Photosynthesis is the main energy and carbon source for the biosphere. The Calvin-Benson cycle fixes atmospheric CO2 into organic trioses in the stroma of chloroplasts. While the 11 enzymes individually catalyzing the chemical steps of the cycle are known, little has been reported about their supra-molecular organization. Hence, the CALVINTERACT project ambitions to redefine the molecular basis for Calvin-Benson photosynthetic carbon fixation, in the light of the regulatory interactions that emerged between its protein components. We propose to determine the crystal structures of three multi-protein complexes, to measure their protein-protein interactions in vitro and to detect native complexes from cell extracts. The study will be completed with the design of artificial interactions in a synthetic biochemistry perspective. Physiological effects will be assayed on the model unicellular alga Chlamydomonas reinhardtii.

The project ambitions to define in a model unicellular organism, the green alga Chlamydomonas reinhardtii, the structures of all Calvin-Benson enzymes, a pathway that ensures biological carbon fixation. Besides the determination of novel individual structures for chloroplastic enzymes, the project aims at describing homo-oligomerization of these proteins, their interactions with thioredoxin redox regulators, and protein-protein interactions that enzymes establish together. In a synthetic biology approach, artificial interactions are designed and their effects tested on enzymatic efficiency and metabolism.

The project mainly depends on the determination of high-resolution structures by X ray crystallography, with recombinant proteins overexpressed in the bacterial host Escherichia coli. During the first months of the project, we submitted one of the enzymes to electron microscopy analysis. Complexed states of Calvin Benson enzymes are searched for in algae extracts, by chromatographic means to begin with, then by co-immunoprecipitation in the future. An in-silico strategy of protein-protein interaction prediction was set up recently in collaboration with experts in computational biology.
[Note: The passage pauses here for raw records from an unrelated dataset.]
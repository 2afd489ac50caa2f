//! Distinguished Name (DN) and Relative Distinguished Name (RDN) model.
//!
//! This module holds the *data* and the schema-aware operations on it
//! (normalize/equals/isAncestorOf/...). RFC 4514 text parsing lives in
//! `dirsrv-dsl`, which builds `Dn`/`Rdn` values through the constructors
//! below — this crate has no parsing behavior of its own.

use crate::schema::SchemaRegistry;
use crate::DirectoryError;
use serde::{Deserialize, Serialize};
use std::fmt;
use std::str::FromStr;

/// One attribute-type/value pair inside an RDN, in both the form the
/// client sent (`user_attr`, `user_value`) and, once normalized, the
/// schema-resolved OID and the matching-rule-normalized value.
#[derive(Debug, Clone, PartialEq, Eq, Serialize, Deserialize)]
pub struct Ava {
    pub user_attr: String,
    pub user_value: String,
    pub normalized: Option<NormalizedAva>,
}

#[derive(Debug, Clone, PartialEq, Eq, Serialize, Deserialize)]
pub struct NormalizedAva {
    pub attr_oid: String,
    pub value: String,
}

impl Ava {
    pub fn new(user_attr: impl Into<String>, user_value: impl Into<String>) -> Self {
        Self {
            user_attr: user_attr.into(),
            user_value: user_value.into(),
            normalized: None,
        }
    }

    pub fn is_normalized(&self) -> bool {
        self.normalized.is_some()
    }
}

/// A non-empty set of AVAs sharing one RDN position.
#[derive(Debug, Clone, PartialEq, Eq, Serialize, Deserialize)]
pub struct Rdn {
    avas: Vec<Ava>,
}

impl Rdn {
    /// Build an RDN from a non-empty AVA set. Panics if `avas` is empty —
    /// an RDN with zero AVAs cannot be constructed by any parser and
    /// indicates a caller bug, not a data error.
    pub fn from_avas(avas: Vec<Ava>) -> Self {
        assert!(!avas.is_empty(), "an RDN must contain at least one AVA");
        Self { avas }
    }

    pub fn single(attr: impl Into<String>, value: impl Into<String>) -> Self {
        Self::from_avas(vec![Ava::new(attr, value)])
    }

    pub fn avas(&self) -> &[Ava] {
        &self.avas
    }

    pub fn is_multi_valued(&self) -> bool {
        self.avas.len() > 1
    }

    /// Value for `attr_name` (case-insensitive on the user-provided name),
    /// from the user-provided form.
    pub fn value_of(&self, attr_name: &str) -> Option<&str> {
        self.avas
            .iter()
            .find(|a| a.user_attr.eq_ignore_ascii_case(attr_name))
            .map(|a| a.user_value.as_str())
    }

    fn normalize(&mut self, schema: &SchemaRegistry) -> Result<(), DirectoryError> {
        for ava in &mut self.avas {
            let at = schema.attribute_type(&ava.user_attr).ok_or_else(|| {
                DirectoryError::SchemaViolation(format!(
                    "unknown attribute type '{}' in RDN",
                    ava.user_attr
                ))
            })?;
            let normalized_value = at.normalize_value(&ava.user_value).map_err(|e| {
                DirectoryError::SchemaViolation(format!(
                    "value of '{}' does not normalize: {e}",
                    ava.user_attr
                ))
            })?;
            ava.normalized = Some(NormalizedAva {
                attr_oid: at.oid.clone(),
                value: normalized_value,
            });
        }
        Ok(())
    }

    fn normalized_sort_key(&self) -> Vec<(&str, &str)> {
        let mut pairs: Vec<(&str, &str)> = self
            .avas
            .iter()
            .map(|a| {
                let n = a
                    .normalized
                    .as_ref()
                    .expect("rdn must be normalized before comparison");
                (n.attr_oid.as_str(), n.value.as_str())
            })
            .collect();
        pairs.sort_unstable();
        pairs
    }

    fn eq_normalized(&self, other: &Rdn) -> bool {
        self.normalized_sort_key() == other.normalized_sort_key()
    }

    /// RFC 4514 §2.3 textual form, using the user-provided attribute names
    /// and values exactly as supplied (whitespace/case/escaping preserved).
    pub fn to_user_string(&self) -> String {
        self.avas
            .iter()
            .map(|a| format!("{}={}", a.user_attr, escape_rdn_value(&a.user_value)))
            .collect::<Vec<_>>()
            .join("+")
    }

    pub fn to_normalized_string(&self) -> String {
        let mut parts: Vec<String> = self
            .avas
            .iter()
            .map(|a| {
                let n = a
                    .normalized
                    .as_ref()
                    .expect("rdn must be normalized before string form");
                format!("{}={}", n.attr_oid, n.value)
            })
            .collect();
        parts.sort_unstable();
        parts.join("+")
    }
}

/// Minimal RFC 4514 value escaping for the characters that always require
/// it (leading/trailing space, leading `#`, and `,+"\<>;`).
fn escape_rdn_value(value: &str) -> String {
    let mut out = String::with_capacity(value.len());
    let chars: Vec<char> = value.chars().collect();
    for (i, &c) in chars.iter().enumerate() {
        let needs_escape = matches!(c, ',' | '+' | '"' | '\\' | '<' | '>' | ';')
            || (i == 0 && (c == ' ' || c == '#'))
            || (i == chars.len() - 1 && c == ' ');
        if needs_escape {
            out.push('\\');
        }
        out.push(c);
    }
    out
}

/// A Distinguished Name: an ordered sequence of RDNs, leaf first.
///
/// The empty DN (zero RDNs) denotes the root DSE.
#[derive(Debug, Clone, PartialEq, Eq, Serialize, Deserialize)]
pub struct Dn {
    rdns: Vec<Rdn>,
}

impl Dn {
    pub fn root() -> Self {
        Self { rdns: Vec::new() }
    }

    pub fn from_rdns(rdns: Vec<Rdn>) -> Self {
        Self { rdns }
    }

    pub fn is_root(&self) -> bool {
        self.rdns.is_empty()
    }

    pub fn size(&self) -> usize {
        self.rdns.len()
    }

    pub fn rdn(&self, i: usize) -> Option<&Rdn> {
        self.rdns.get(i)
    }

    pub fn rdns(&self) -> &[Rdn] {
        &self.rdns
    }

    pub fn leaf_rdn(&self) -> Option<&Rdn> {
        self.rdns.first()
    }

    /// The DN one level up (everything but the leaf RDN), or `None` if
    /// this is already the root DSE.
    pub fn parent(&self) -> Option<Dn> {
        if self.rdns.is_empty() {
            None
        } else {
            Some(Dn {
                rdns: self.rdns[1..].to_vec(),
            })
        }
    }

    /// Returns a new DN with `rdn` prepended as the new leaf.
    pub fn add(&self, rdn: Rdn) -> Dn {
        let mut rdns = Vec::with_capacity(self.rdns.len() + 1);
        rdns.push(rdn);
        rdns.extend(self.rdns.iter().cloned());
        Dn { rdns }
    }

    /// Returns a new DN with the RDN at index `i` removed.
    pub fn remove(&self, i: usize) -> Option<Dn> {
        if i >= self.rdns.len() {
            return None;
        }
        let mut rdns = self.rdns.clone();
        rdns.remove(i);
        Some(Dn { rdns })
    }

    pub fn is_normalized(&self) -> bool {
        self.rdns.iter().all(|r| r.avas().iter().all(|a| a.is_normalized()))
    }

    /// Normalize every RDN against `schema`; idempotent — normalizing an
    /// already-normalized DN recomputes the same result.
    pub fn normalize(&mut self, schema: &SchemaRegistry) -> Result<(), DirectoryError> {
        for rdn in &mut self.rdns {
            rdn.normalize(schema)?;
        }
        Ok(())
    }

    /// Equality is defined on the normalized form. Both sides
    /// must already be normalized.
    pub fn equals(&self, other: &Dn) -> bool {
        if self.rdns.len() != other.rdns.len() {
            return false;
        }
        self.rdns
            .iter()
            .zip(other.rdns.iter())
            .all(|(a, b)| a.eq_normalized(b))
    }

    /// True iff `self` is an ancestor of (strictly contains as a proper
    /// suffix, or equals) `descendant`; comparison is on normalized
    /// suffixes.
    pub fn is_ancestor_of(&self, descendant: &Dn) -> bool {
        if self.rdns.len() > descendant.rdns.len() {
            return false;
        }
        let offset = descendant.rdns.len() - self.rdns.len();
        self.rdns
            .iter()
            .zip(descendant.rdns[offset..].iter())
            .all(|(a, b)| a.eq_normalized(b))
    }

    /// True iff `self` is a proper descendant of `ancestor`.
    pub fn is_descendant_of(&self, ancestor: &Dn) -> bool {
        ancestor.is_ancestor_of(self) && self.rdns.len() > ancestor.rdns.len()
    }

    pub fn to_user_string(&self) -> String {
        self.rdns
            .iter()
            .map(Rdn::to_user_string)
            .collect::<Vec<_>>()
            .join(",")
    }

    pub fn to_normalized_string(&self) -> String {
        self.rdns
            .iter()
            .map(Rdn::to_normalized_string)
            .collect::<Vec<_>>()
            .join(",")
    }
}

impl fmt::Display for Dn {
    fn fmt(&self, f: &mut fmt::Formatter<'_>) -> fmt::Result {
        write!(f, "{}", self.to_user_string())
    }
}

/// Infallible structural parse used for unit tests and internal
/// construction only: splits on unescaped commas/pluses without handling
/// RFC 4514 quoting or hex escapes. Production text parsing goes through
/// `dirsrv_dsl::parse_dn`.
impl FromStr for Dn {
    type Err = crate::DirectoryError;

    fn from_str(s: &str) -> Result<Self, Self::Err> {
        let s = s.trim();
        if s.is_empty() {
            return Ok(Dn::root());
        }
        let mut rdns = Vec::new();
        for rdn_text in split_unescaped(s, ',') {
            let mut avas = Vec::new();
            for ava_text in split_unescaped(&rdn_text, '+') {
                let (attr, value) = ava_text.split_once('=').ok_or_else(|| {
                    DirectoryError::ParseError(format!("malformed AVA '{ava_text}'"))
                })?;
                avas.push(Ava::new(attr.trim(), value.trim()));
            }
            rdns.push(Rdn::from_avas(avas));
        }
        Ok(Dn::from_rdns(rdns))
    }
}

fn split_unescaped(s: &str, sep: char) -> Vec<String> {
    let mut parts = Vec::new();
    let mut current = String::new();
    let mut escaped = false;
    for c in s.chars() {
        if escaped {
            current.push(c);
            escaped = false;
        } else if c == '\\' {
            current.push(c);
            escaped = true;
        } else if c == sep {
            parts.push(std::mem::take(&mut current));
        } else {
            current.push(c);
        }
    }
    parts.push(current);
    parts
}

#[cfg(test)]
mod tests {
    use super::*;
    use crate::schema::bootstrap_registry as bootstrap_test_registry;

    #[test]
    fn root_dn_is_empty() {
        let dn = Dn::root();
        assert!(dn.is_root());
        assert_eq!(dn.size(), 0);
    }

    #[test]
    fn parent_strips_leaf() {
        let dn = Dn::from_str("cn=alice,ou=users,dc=example").unwrap();
        let parent = dn.parent().unwrap();
        assert_eq!(parent.to_user_string(), "ou=users,dc=example");
    }

    #[test]
    fn add_prepends_leaf() {
        let base = Dn::from_str("ou=users,dc=example").unwrap();
        let full = base.add(Rdn::single("cn", "alice"));
        assert_eq!(full.to_user_string(), "cn=alice,ou=users,dc=example");
    }

    #[test]
    fn normalize_is_idempotent() {
        let schema = bootstrap_test_registry();
        let mut dn = Dn::from_str("CN=Alice,OU=Users,DC=Example").unwrap();
        dn.normalize(&schema).unwrap();
        let once = dn.to_normalized_string();
        dn.normalize(&schema).unwrap();
        let twice = dn.to_normalized_string();
        assert_eq!(once, twice);
    }

    #[test]
    fn equals_is_normalized_form_insensitive() {
        let schema = bootstrap_test_registry();
        let mut a = Dn::from_str("CN=Alice,dc=example").unwrap();
        let mut b = Dn::from_str("cn=alice,dc=example").unwrap();
        a.normalize(&schema).unwrap();
        b.normalize(&schema).unwrap();
        assert!(a.equals(&b));
    }

    #[test]
    fn is_ancestor_of_checks_normalized_suffix() {
        let schema = bootstrap_test_registry();
        let mut parent = Dn::from_str("dc=example").unwrap();
        let mut child = Dn::from_str("cn=alice,dc=example").unwrap();
        parent.normalize(&schema).unwrap();
        child.normalize(&schema).unwrap();
        assert!(parent.is_ancestor_of(&child));
        assert!(!child.is_ancestor_of(&parent));
    }

    #[test]
    fn unknown_attribute_fails_normalization() {
        let schema = bootstrap_test_registry();
        let mut dn = Dn::from_str("xyzzy=alice,dc=example").unwrap();
        assert!(dn.normalize(&schema).is_err());
    }
}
Structures of all remaining enzymes, except one, were obtained. A novel redox regulator was revealed by the identification of surface residues in the crystallographic model. High molecular weight species of several enzymes were observed from size-exclusion chromatography, justifying further validation and characterization. The in vitro isolation of multi-enzymatic complexes and the de novo design of multi-protein assemblies are the prominent objectives of the second phase of the project.

4. Synthetic biology of microalgae

Project leader: Dr. Pierre Crozet

Synthetic biology is the forward engineering of biological systems using an ever-expanding list of biological functional modules. It aims at understanding by building biological systems through rational design. We use its concepts and tools to study photosynthesis in the model green alga Chlamydomonas reinhardtii to better understand the regulation and limitations of photosynthetic carbon fixation. Our first approach is the redesign of pathways to control in vivo the amount of each enzyme. The second project (paleo-biochemistry) aims at using Evolution as a resource (ancestral sequences inference and resurrection, directed evolution) to explore novel evolutionary paths of carbon fixation. We also aim at implementing in vivo new metabolic pathways (de novo design) to expand photosynthetic capacities. Finally, we develop the standardized tools (MoClo, logic gates) necessary to build these designs.

5. DNA data storage

Project leader: Dr. Stéphane Lemaire

The storage of digital data is a major challenge in our modern societies. Current digital media stored in data centers are fragile, bulky and energy-intensive. The ongoing digital transformation of our societies requires a major disruption of our digital storage technologies. DNA data storage is an emerging technology that has the advantage of being stable for thousands of years, extremely compact and energy-efficient. Our team is developing innovative concepts of DNA data storage based on domestication of biological systems.